Custodians becoming CSDs – interview with BNY Mellon’s Chris Prior-Willeard

One of the more interesting developments in the CSD space in recent years has been the evolution of competition. In line with the response to the post-2007 financial crises, CSDs have not been exempt from the wave of new regulation that has swept through financial markets and financial market infrastructures. Whilst this has posed challenges, it has also created opportunities. The CSD space is undergoing a transformation in Europe with the switch to T+2 settlement, the advent of T2S and the introduction of new players to the market.

One of these new players is BNY Mellon. The custodian bank has made the move into the CSD space in response to changes in the markets in which it was operating. “Back in 2010, under Tim Keaney’s leadership, we looked at the European environment – what was changing, what the latest trends were and whether they were positive or negative to our established business model as a group,” explains Chris Prior-Willeard, CEO of BNY Mellon CSD. “We came to the conclusion that a lot was evolving in respect of regulation, market infrastructure, client behaviours and our competitors; we were also seeing new competitors.

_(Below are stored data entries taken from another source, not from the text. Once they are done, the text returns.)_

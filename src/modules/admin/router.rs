use axum::{Router, routing::get};

use crate::state::AppState;

use super::controller::get_lists;

/// Admin routes. Callers layer `require_ui_access` over this router.
pub fn init_admin_router() -> Router<AppState> {
    Router::new().route("/api/lists", get(get_lists))
}
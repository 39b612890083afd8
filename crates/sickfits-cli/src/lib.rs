//! # Sick Fits CLI
//!
//! Seeding and account utilities shared by the `sickfits-cli` binary and the
//! server's `--seed-data` startup hook.
//!
//! ```ignore
//! use sickfits_cli::seeder::insert_seed_data;
//!
//! let inserted = insert_seed_data(&pool).await?;
//! ```

pub mod accounts;
pub mod seeder;
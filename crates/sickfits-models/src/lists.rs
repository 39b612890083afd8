//! List definitions.
//!
//! A *list* is a named collection of structured records, backed by one
//! database table. The [`SchemaSet`] is the ordered collection of every list
//! the backend serves; it is fixed at startup and only read afterwards.

use serde::Serialize;

use crate::{products, users};

#[derive(Clone, Copy, Debug, PartialEq, Eq, Serialize)]
#[serde(rename_all = "snake_case")]
pub enum FieldKind {
    Id,
    Text,
    Password,
    Integer,
    Select,
    Image,
    Relationship,
    Timestamp,
}

#[derive(Clone, Copy, Debug, PartialEq, Eq, Serialize)]
pub struct FieldDefinition {
    pub name: &'static str,
    pub kind: FieldKind,
    pub required: bool,
    pub unique: bool,
    /// Target list key, for relationship fields.
    pub target: Option<&'static str>,
}

impl FieldDefinition {
    pub const fn new(name: &'static str, kind: FieldKind) -> Self {
        Self {
            name,
            kind,
            required: false,
            unique: false,
            target: None,
        }
    }

    pub const fn required(mut self) -> Self {
        self.required = true;
        self
    }

    pub const fn unique(mut self) -> Self {
        self.unique = true;
        self
    }

    pub const fn relationship(name: &'static str, target: &'static str) -> Self {
        Self {
            name,
            kind: FieldKind::Relationship,
            required: false,
            unique: false,
            target: Some(target),
        }
    }
}

#[derive(Clone, Debug, PartialEq, Eq, Serialize)]
pub struct ListDefinition {
    pub key: &'static str,
    pub table: &'static str,
    pub fields: Vec<FieldDefinition>,
}

impl ListDefinition {
    pub fn field(&self, name: &str) -> Option<&FieldDefinition> {
        self.fields.iter().find(|f| f.name == name)
    }

    pub fn has_field(&self, name: &str) -> bool {
        self.field(name).is_some()
    }
}

#[derive(Clone, Debug, PartialEq, Eq, Serialize)]
pub struct SchemaSet {
    lists: Vec<ListDefinition>,
}

impl SchemaSet {
    pub fn new(lists: Vec<ListDefinition>) -> Self {
        Self { lists }
    }

    /// `User`, `Product`, `ProductImage`, in that order.
    pub fn sick_fits() -> Self {
        Self::new(vec![
            users::user_list(),
            products::product_list(),
            products::product_image_list(),
        ])
    }

    pub fn get(&self, key: &str) -> Option<&ListDefinition> {
        self.lists.iter().find(|l| l.key == key)
    }

    pub fn keys(&self) -> Vec<&'static str> {
        self.lists.iter().map(|l| l.key).collect()
    }

    pub fn lists(&self) -> &[ListDefinition] {
        &self.lists
    }
}

#[cfg(test)]
mod tests {
    use super::*;

    #[test]
    fn test_schema_order() {
        let schema = SchemaSet::sick_fits();
        assert_eq!(schema.keys(), vec!["User", "Product", "ProductImage"]);
    }

    #[test]
    fn test_lookup_by_key() {
        let schema = SchemaSet::sick_fits();
        let user = schema.get("User").unwrap();
        assert_eq!(user.table, "users");
        assert!(user.field("email").unwrap().unique);
        assert!(schema.get("Order").is_none());
    }

    #[test]
    fn test_relationships_point_at_known_lists() {
        let schema = SchemaSet::sick_fits();
        for list in schema.lists() {
            for field in &list.fields {
                if let Some(target) = field.target {
                    assert!(
                        schema.get(target).is_some(),
                        "{}.{} targets unknown list {}",
                        list.key,
                        field.name,
                        target
                    );
                }
            }
        }
    }

    #[test]
    fn test_serializes_metadata() {
        let json = serde_json::to_value(SchemaSet::sick_fits()).unwrap();
        assert_eq!(json["lists"][0]["key"], "User");
        assert_eq!(json["lists"][1]["fields"][0]["kind"], "id");
    }
}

“What came of that was that we identified five key drivers behind establishing a CSD. We’re going back three years now, so some of this may seem odd or irrelevant now, but it certainly wasn’t at the time:

  1. T2S changes everything. The great thing from our perspective is that we’ve engaged with T2S in a number of ways. We took a position on T2S after consulting clients and the industry to ensure that people were viewing this in the right way. From the point of view of what it meant to our own business at the time, however, there was still a great deal that was unknown in terms of exactly how it would affect our existing franchises.
  2. At that time, Deutsche Börse had made its bid for the New York Stock Exchange and Eurex. This didn’t particularly interest us from a cash perspective, but it interested us greatly from the perspective of bringing LIFFE and Eurex together. We took the view that Eurex Clearing would become the dominant CCP, changing the way assets flow into CCPs.
  3. Another factor, one that seems obvious now but was an issue at the time, was that we saw that the population of CSDs in Europe was going to change. This affects any business that relies upon a network to deliver services to clients.
  4. More competition was emerging as the markets reacted to these trends in areas where we had developed a market leadership. So we saw increased entrants into the issuer services layer. From a strategic point of view, this demanded some sort of response.
  5. The final driver was that US$600 trillion of OTC derivatives were going to be forced through central clearing and this would have a huge impact on the additional requirements for margin. Everyone has since come to the same conclusion: there is a shortfall in eligible collateral for this. Given our collateral management capabilities, this was going to have an impact.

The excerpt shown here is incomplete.